* **PROBLEM REQUIREMENTS**: Start to finish, reproduce the records below with nothing missing.

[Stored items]
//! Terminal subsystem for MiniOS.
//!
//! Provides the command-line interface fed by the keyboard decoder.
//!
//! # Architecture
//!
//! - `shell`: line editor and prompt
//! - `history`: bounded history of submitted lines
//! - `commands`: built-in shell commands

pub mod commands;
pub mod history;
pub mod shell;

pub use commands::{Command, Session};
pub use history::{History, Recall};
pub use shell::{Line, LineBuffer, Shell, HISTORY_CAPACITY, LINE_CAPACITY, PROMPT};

* **PROBLEM SOLUTION**:
//! Terminal subsystem for MiniOS.
//!
//! Provides the command-line interface fed by the keyboard decoder.
//!
//! # Architecture
//!
//! - `shell`: line editor and prompt
//! - `history`: bounded history of submitted lines
//! - `commands`: built-in shell commands

pub mod commands;
pub mod history;
pub mod shell;

pub use commands::{Command, Session};
pub use history::{History, Recall};
pub use shell::{Line, LineBuffer, Shell, HISTORY_CAPACITY, LINE_CAPACITY, PROMPT};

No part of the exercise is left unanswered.